##### Task inputs #####

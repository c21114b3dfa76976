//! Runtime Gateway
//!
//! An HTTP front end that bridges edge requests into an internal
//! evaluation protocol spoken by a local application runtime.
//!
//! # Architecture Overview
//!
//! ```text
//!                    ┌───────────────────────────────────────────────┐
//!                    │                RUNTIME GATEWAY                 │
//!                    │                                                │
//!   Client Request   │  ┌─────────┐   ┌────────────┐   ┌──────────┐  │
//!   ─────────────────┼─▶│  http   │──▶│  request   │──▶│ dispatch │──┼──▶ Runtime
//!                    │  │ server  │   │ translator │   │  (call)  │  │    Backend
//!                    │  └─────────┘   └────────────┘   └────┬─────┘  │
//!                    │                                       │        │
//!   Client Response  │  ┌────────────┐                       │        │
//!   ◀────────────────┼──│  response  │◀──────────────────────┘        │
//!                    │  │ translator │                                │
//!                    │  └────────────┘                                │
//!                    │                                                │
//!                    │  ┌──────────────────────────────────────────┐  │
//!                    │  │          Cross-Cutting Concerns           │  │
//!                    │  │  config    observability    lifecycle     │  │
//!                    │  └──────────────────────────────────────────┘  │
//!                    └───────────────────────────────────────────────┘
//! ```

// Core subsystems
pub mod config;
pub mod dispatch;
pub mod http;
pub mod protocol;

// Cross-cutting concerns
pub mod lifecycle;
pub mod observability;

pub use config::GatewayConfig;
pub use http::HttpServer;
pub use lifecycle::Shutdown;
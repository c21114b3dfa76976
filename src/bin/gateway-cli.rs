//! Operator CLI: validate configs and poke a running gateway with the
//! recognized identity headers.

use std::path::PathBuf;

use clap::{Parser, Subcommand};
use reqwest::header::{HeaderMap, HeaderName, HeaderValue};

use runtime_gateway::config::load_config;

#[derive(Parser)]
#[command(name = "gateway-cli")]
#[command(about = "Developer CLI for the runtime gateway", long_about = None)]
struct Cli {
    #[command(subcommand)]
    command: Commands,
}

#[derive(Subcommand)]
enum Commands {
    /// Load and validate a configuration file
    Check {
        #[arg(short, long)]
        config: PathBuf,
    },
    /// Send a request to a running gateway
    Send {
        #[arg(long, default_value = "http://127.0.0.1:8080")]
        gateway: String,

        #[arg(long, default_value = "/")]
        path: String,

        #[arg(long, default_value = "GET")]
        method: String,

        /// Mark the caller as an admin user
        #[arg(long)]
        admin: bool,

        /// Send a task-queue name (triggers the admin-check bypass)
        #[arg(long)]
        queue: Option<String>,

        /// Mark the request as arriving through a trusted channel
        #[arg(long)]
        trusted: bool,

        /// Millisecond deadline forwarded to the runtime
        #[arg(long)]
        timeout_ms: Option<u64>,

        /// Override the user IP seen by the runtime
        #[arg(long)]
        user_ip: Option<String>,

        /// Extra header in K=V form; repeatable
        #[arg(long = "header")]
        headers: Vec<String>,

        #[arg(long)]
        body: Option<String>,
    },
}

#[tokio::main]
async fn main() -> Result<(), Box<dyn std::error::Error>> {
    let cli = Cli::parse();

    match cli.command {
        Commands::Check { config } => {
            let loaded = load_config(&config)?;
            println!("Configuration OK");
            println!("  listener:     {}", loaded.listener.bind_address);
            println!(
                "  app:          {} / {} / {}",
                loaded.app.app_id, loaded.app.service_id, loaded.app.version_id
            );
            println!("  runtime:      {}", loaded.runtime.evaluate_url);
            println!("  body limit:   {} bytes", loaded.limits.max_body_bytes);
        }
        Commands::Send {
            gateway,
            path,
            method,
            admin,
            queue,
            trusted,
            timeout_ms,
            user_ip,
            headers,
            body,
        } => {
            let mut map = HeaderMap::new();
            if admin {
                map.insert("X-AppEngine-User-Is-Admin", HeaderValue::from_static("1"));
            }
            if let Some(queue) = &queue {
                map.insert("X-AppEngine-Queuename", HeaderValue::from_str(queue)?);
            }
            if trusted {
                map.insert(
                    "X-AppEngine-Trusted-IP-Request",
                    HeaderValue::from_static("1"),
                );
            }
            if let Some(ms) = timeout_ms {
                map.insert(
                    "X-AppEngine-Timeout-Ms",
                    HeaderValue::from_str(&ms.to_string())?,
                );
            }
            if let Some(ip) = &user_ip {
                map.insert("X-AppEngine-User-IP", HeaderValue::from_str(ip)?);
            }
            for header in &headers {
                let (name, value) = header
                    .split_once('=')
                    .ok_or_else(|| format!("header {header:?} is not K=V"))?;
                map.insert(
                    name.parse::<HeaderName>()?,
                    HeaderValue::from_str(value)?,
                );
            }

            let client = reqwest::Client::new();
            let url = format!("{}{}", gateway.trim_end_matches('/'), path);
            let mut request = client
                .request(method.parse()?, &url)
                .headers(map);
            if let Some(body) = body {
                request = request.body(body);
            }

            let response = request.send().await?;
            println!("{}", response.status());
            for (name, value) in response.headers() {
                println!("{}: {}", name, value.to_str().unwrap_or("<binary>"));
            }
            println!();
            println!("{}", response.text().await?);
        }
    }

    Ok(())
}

#####

_About this task_: Return, from the data, each line that has the word "println" in it.

_Exercise response_:
            println!("Configuration OK");
            println!("  listener:     {}", loaded.listener.bind_address);
            println!(
            println!("  runtime:      {}", loaded.runtime.evaluate_url);
            println!("  body limit:   {} bytes", loaded.limits.max_body_bytes);
            println!("{}", response.status());
                println!("{}: {}", name, value.to_str().unwrap_or("<binary>"));
            println!();
            println!("{}", response.text().await?);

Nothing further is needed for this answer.